-------- Available data
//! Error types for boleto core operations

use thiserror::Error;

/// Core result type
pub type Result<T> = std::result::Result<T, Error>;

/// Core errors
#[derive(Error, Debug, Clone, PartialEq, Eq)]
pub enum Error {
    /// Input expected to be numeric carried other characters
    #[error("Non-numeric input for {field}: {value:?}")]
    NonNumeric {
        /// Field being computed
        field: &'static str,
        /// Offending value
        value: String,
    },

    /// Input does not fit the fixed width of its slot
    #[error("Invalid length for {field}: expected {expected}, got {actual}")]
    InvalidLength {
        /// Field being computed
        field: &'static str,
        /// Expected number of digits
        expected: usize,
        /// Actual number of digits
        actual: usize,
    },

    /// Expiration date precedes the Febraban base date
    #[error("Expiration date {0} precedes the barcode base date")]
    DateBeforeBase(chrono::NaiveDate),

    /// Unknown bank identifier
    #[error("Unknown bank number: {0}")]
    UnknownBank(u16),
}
----------------
-------- Available data
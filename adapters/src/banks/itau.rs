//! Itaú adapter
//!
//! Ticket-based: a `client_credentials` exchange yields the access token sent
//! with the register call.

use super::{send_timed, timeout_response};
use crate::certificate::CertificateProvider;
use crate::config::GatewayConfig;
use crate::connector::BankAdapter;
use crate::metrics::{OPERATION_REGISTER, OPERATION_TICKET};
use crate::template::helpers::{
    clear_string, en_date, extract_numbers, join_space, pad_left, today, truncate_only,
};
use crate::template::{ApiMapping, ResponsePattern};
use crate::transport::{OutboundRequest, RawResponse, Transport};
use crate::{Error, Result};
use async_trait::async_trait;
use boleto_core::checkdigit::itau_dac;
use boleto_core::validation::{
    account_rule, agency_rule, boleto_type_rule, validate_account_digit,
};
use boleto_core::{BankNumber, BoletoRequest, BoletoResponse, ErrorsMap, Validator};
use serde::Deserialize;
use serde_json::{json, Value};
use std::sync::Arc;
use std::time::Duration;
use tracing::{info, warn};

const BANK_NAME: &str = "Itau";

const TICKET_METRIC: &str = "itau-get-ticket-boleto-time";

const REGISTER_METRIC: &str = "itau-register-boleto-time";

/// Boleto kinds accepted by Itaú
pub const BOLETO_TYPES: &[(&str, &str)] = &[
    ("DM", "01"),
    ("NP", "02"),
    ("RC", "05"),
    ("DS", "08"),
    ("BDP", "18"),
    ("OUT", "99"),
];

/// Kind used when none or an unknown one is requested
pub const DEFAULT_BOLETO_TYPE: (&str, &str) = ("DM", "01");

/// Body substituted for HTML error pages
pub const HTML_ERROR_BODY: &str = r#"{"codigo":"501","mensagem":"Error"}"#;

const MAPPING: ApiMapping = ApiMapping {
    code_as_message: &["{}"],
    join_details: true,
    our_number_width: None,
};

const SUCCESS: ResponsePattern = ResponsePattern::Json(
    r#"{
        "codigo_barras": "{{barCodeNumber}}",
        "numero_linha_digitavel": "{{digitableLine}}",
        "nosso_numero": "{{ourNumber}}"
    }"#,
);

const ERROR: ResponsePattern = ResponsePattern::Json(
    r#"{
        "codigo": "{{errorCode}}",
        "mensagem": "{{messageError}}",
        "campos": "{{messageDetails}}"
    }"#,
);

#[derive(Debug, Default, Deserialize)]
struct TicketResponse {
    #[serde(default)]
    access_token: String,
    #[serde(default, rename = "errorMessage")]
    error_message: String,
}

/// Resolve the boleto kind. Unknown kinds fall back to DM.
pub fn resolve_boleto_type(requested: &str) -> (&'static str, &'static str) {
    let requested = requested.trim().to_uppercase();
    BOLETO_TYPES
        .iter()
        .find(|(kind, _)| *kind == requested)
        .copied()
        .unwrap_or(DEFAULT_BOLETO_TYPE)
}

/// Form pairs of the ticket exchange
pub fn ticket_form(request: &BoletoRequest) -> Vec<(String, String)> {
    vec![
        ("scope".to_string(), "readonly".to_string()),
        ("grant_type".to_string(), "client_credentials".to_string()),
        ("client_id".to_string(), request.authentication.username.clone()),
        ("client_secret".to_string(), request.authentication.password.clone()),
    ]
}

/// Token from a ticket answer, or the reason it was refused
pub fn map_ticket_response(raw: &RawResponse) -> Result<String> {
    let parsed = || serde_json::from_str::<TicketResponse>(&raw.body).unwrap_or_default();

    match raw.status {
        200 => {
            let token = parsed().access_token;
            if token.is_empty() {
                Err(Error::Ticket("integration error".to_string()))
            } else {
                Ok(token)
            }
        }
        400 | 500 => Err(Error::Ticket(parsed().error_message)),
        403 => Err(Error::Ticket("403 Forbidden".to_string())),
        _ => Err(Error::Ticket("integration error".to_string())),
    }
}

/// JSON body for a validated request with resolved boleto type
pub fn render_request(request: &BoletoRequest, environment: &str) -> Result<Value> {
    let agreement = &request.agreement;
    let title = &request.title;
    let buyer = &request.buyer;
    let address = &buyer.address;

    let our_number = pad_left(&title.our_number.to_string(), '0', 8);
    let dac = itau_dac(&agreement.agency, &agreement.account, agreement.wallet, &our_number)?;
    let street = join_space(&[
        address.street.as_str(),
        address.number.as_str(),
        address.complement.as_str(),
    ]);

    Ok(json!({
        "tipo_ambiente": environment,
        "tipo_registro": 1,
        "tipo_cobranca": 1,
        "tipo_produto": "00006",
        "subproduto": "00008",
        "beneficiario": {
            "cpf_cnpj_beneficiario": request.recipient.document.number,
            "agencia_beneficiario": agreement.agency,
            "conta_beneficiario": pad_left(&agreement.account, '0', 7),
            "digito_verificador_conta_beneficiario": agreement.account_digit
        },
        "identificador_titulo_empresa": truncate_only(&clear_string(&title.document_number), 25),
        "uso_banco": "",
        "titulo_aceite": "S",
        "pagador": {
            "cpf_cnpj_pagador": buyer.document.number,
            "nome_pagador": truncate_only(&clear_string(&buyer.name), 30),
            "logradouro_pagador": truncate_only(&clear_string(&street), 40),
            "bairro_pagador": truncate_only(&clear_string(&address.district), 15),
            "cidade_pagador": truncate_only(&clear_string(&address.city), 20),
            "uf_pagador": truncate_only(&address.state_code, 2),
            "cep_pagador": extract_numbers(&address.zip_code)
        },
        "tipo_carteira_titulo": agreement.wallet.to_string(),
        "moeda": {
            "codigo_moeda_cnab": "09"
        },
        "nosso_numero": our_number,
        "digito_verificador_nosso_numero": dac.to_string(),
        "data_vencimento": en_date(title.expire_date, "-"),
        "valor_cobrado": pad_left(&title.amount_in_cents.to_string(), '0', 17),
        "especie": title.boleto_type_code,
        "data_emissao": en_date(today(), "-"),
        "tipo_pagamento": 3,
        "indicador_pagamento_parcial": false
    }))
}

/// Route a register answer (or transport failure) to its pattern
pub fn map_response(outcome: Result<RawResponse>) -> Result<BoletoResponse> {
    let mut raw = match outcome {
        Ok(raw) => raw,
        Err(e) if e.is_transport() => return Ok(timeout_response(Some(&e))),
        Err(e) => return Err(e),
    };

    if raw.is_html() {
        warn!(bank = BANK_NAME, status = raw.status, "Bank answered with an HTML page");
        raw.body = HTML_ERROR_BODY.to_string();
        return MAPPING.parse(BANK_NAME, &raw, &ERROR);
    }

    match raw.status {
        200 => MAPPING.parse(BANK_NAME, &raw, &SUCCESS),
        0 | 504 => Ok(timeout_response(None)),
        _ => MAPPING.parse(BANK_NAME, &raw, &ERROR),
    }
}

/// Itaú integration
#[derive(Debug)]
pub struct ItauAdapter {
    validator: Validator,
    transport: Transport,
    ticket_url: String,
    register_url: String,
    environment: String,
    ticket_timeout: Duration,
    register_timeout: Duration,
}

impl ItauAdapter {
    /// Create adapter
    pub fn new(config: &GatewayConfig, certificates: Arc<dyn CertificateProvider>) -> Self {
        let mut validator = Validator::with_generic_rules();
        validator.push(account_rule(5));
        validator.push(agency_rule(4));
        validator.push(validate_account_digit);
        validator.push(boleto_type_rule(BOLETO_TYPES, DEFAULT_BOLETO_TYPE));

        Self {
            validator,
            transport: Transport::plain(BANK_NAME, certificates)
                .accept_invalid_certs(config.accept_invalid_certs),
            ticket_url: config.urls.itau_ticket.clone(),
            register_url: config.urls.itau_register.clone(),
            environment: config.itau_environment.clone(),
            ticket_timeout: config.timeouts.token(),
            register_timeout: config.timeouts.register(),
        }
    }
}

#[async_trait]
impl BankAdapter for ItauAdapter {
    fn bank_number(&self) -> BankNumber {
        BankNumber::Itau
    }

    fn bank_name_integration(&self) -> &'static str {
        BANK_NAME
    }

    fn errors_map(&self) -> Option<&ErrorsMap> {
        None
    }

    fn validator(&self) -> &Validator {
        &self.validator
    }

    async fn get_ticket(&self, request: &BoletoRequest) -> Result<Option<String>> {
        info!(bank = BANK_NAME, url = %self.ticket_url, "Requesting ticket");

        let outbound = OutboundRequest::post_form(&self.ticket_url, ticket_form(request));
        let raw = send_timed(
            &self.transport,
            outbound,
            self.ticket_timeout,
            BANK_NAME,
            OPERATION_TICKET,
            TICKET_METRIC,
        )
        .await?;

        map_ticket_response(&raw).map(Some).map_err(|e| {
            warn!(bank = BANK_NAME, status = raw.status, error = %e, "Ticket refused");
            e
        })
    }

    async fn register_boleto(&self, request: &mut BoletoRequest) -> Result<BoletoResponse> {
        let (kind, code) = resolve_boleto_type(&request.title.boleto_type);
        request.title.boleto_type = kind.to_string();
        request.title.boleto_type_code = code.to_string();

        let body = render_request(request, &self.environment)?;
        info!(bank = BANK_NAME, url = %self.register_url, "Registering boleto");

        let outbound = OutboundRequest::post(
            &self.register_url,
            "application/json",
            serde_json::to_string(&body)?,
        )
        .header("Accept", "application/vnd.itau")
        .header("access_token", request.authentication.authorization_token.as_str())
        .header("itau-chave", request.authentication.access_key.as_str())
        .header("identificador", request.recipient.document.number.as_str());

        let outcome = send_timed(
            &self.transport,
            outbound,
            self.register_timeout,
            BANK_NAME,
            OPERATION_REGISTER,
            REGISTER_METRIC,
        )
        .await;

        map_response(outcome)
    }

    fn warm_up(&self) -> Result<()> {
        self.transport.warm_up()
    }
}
----------------
» The task: Look for the word "wallet". Copy out every line of the data that has it.

» Answer box:
    let dac = itau_dac(&agreement.agency, &agreement.account, agreement.wallet, &our_number)?;
        "tipo_carteira_titulo": agreement.wallet.to_string(),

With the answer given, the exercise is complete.